The next attempt could not be called a success, precisely, but certainly it was less destructive than the first. By the end of their allotted hour, Sophie was drooping with fatigue—not from drawing too much upon her magick, but only from the effort of restraint—and Cormac MacWattie’s stock of candles had been reduced by four; but her progress was visible, if slow, and he seemed pleased with her efforts.
“Fire is like magick,” she murmured, as she smoothed her hair and gathered up her books. “Controlled, an invaluable tool; uncontrolled, a catastrophe.”
“I beg your pardon?” said Cormac MacWattie.
Sophie, who had not meant to be heard, repeated herself. “It is a saying of my husband’s,” she explained.

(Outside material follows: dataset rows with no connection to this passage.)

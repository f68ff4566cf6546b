#![allow(dead_code)]

use std::{collections::HashMap, sync::Mutex};

use async_trait::async_trait;
use songset::{
    Error, Result,
    spotify::WebApi,
    types::{AlbumRef, ArtistRef, AudioFeatures, PlaylistItem, Track},
};

/// In-memory stand-in for the Spotify Web API.
///
/// Unknown categories and playlists answer with a 404. Track and feature
/// lookups answer one entry per requested id, `None` for unknown ids, unless
/// a response override is set.
#[derive(Default)]
pub struct FakeApi {
    pub categories: HashMap<String, Vec<Option<PlaylistItem>>>,
    pub user_playlists: Vec<Option<PlaylistItem>>,
    pub playlists: HashMap<String, Vec<Option<String>>>,
    pub tracks: HashMap<String, Track>,
    pub features: HashMap<String, AudioFeatures>,
    pub tracks_override: Option<Vec<Option<Track>>>,
    pub features_override: Option<Vec<Option<AudioFeatures>>>,
    pub calls: Mutex<Vec<String>>,
}

impl FakeApi {
    pub fn with_category(mut self, id: &str, playlist_ids: &[&str]) -> Self {
        let items = playlist_ids.iter().map(|p| Some(playlist(p))).collect();
        self.categories.insert(id.to_string(), items);
        self
    }

    pub fn with_playlist(mut self, id: &str, track_ids: &[Option<&str>]) -> Self {
        let ids = track_ids.iter().map(|t| t.map(str::to_string)).collect();
        self.playlists.insert(id.to_string(), ids);
        self
    }

    pub fn with_track(mut self, id: &str) -> Self {
        self.tracks.insert(id.to_string(), track(id));
        self.features.insert(id.to_string(), features(id));
        self
    }

    pub fn with_track_without_features(mut self, id: &str) -> Self {
        self.tracks.insert(id.to_string(), track(id));
        self
    }

    pub fn calls(&self) -> Vec<String> {
        self.calls.lock().unwrap().clone()
    }

    fn record(&self, call: String) {
        self.calls.lock().unwrap().push(call);
    }
}

fn not_found() -> Error {
    Error::Http {
        status: 404,
        body: "not found".to_string(),
    }
}

#[async_trait]
impl WebApi for FakeApi {
    async fn category_playlists(
        &self,
        category_id: &str,
        country: &str,
        limit: usize,
    ) -> Result<Vec<Option<PlaylistItem>>> {
        self.record(format!("category {} {} {}", category_id, country, limit));
        let mut items = self.categories.get(category_id).cloned().ok_or_else(not_found)?;
        items.truncate(limit);
        Ok(items)
    }

    async fn user_playlists(&self) -> Result<Vec<Option<PlaylistItem>>> {
        self.record("me".to_string());
        Ok(self.user_playlists.clone())
    }

    async fn playlist_track_ids(
        &self,
        playlist_id: &str,
        market: Option<&str>,
    ) -> Result<Vec<Option<String>>> {
        self.record(format!("playlist {} {}", playlist_id, market.unwrap_or("-")));
        self.playlists.get(playlist_id).cloned().ok_or_else(not_found)
    }

    async fn several_tracks(&self, ids: &[String]) -> Result<Vec<Option<Track>>> {
        self.record(format!("tracks {}", ids.join(",")));
        if let Some(tracks) = &self.tracks_override {
            return Ok(tracks.clone());
        }
        Ok(ids.iter().map(|id| self.tracks.get(id).cloned()).collect())
    }

    async fn several_audio_features(&self, ids: &[String]) -> Result<Vec<Option<AudioFeatures>>> {
        self.record(format!("features {}", ids.join(",")));
        if let Some(features) = &self.features_override {
            return Ok(features.clone());
        }
        Ok(ids.iter().map(|id| self.features.get(id).cloned()).collect())
    }
}

pub fn playlist(id: &str) -> PlaylistItem {
    PlaylistItem {
        id: id.to_string(),
        name: Some(format!("Playlist {}", id)),
        href: None,
    }
}

pub fn track(id: &str) -> Track {
    Track {
        id: Some(id.to_string()),
        name: Some(format!("Song {}", id)),
        popularity: Some(42),
        artists: vec![
            ArtistRef {
                name: Some("Alice".to_string()),
            },
            ArtistRef {
                name: Some("Bob".to_string()),
            },
        ],
        album: Some(AlbumRef {
            artists: vec![ArtistRef {
                name: Some("Alice".to_string()),
            }],
        }),
    }
}

pub fn features(id: &str) -> AudioFeatures {
    AudioFeatures {
        id: Some(id.to_string()),
        danceability: Some(0.5),
        energy: Some(0.8),
        key: Some(5),
        loudness: Some(-6.5),
        mode: Some(1),
        speechiness: Some(0.04),
        acousticness: Some(0.1),
        instrumentalness: Some(0.0),
        liveness: Some(0.12),
        valence: Some(0.6),
        tempo: Some(120.0),
        kind: Some("audio_features".to_string()),
        uri: Some(format!("spotify:track:{}", id)),
        track_href: Some(format!("https://api.spotify.com/v1/tracks/{}", id)),
        analysis_url: Some(format!("https://api.spotify.com/v1/audio-analysis/{}", id)),
        duration_ms: Some(210_000),
        time_signature: Some(4),
    }
}
use crate::{
    config::Settings,
    error, info,
    spotify::auth,
    success, utils,
};

pub fn auth_url(settings: &Settings) {
    match auth::authorization_url(settings, &utils::generate_state()) {
        Ok(url) => {
            info!("Open this URL in your browser and copy the code parameter of the redirect:");
            println!("{}", url);
        }
        Err(e) => error!("Cannot build authorization url. Err: {}", e),
    }
}

/// Turns a pasted authorization code, or the interactive flow when no code
/// is given, into a bearer token. Exits on failure.
pub async fn bearer_token(settings: &Settings, code: Option<String>) -> String {
    let code = match code {
        Some(code) => code,
        None => match auth::authorize(settings).await {
            Ok(code) => code,
            Err(e) => error!("Authorization failed. Err: {}", e),
        },
    };

    let pb = utils::spinner("Exchanging authorization code...");
    let token = auth::exchange_code(settings, &code).await;
    pb.finish_and_clear();

    match token {
        Ok(token) => {
            success!("Authorized");
            token
        }
        Err(e) => error!("Token exchange failed. Err: {}", e),
    }
}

“Indeed?” said her tutor. “I have heard it said before, or words to the same effect, but always in the opposite direction. But then,” he added, in a thoughtful tone, “one does not often meet a mage who is capable of teaching herself unseen summoning, yet has reached the final year of her undergraduate education without discovering how to call fire to light a candle.”
* * *
In the second month of the term, Cormac MacWattie turned his students’ attention to what he called the magick of the land. For the first time, the reading required was entirely in Gaelic, which made Sophie’s preparation something of an ordeal, and each successful navigation of a page of text a small triumph to be celebrated. Before long, however, she had become sufficiently engrossed as to feel the work no hardship.
The magick of the land, Cormac MacWattie had told them, was a key to Alba’s history, or a legend propagated by the early clan chieftains, or a gift of Alba’s gods, or a tale to mislead the credulous, or some combination of all these, depending upon the particular scholar consulted. He had charged Sophie, Una, and Eithne to read through the list of sources he had assembled for them, as well as any others they might lay their hands on, and draw their own conclusions, which they should then debate at their next meeting.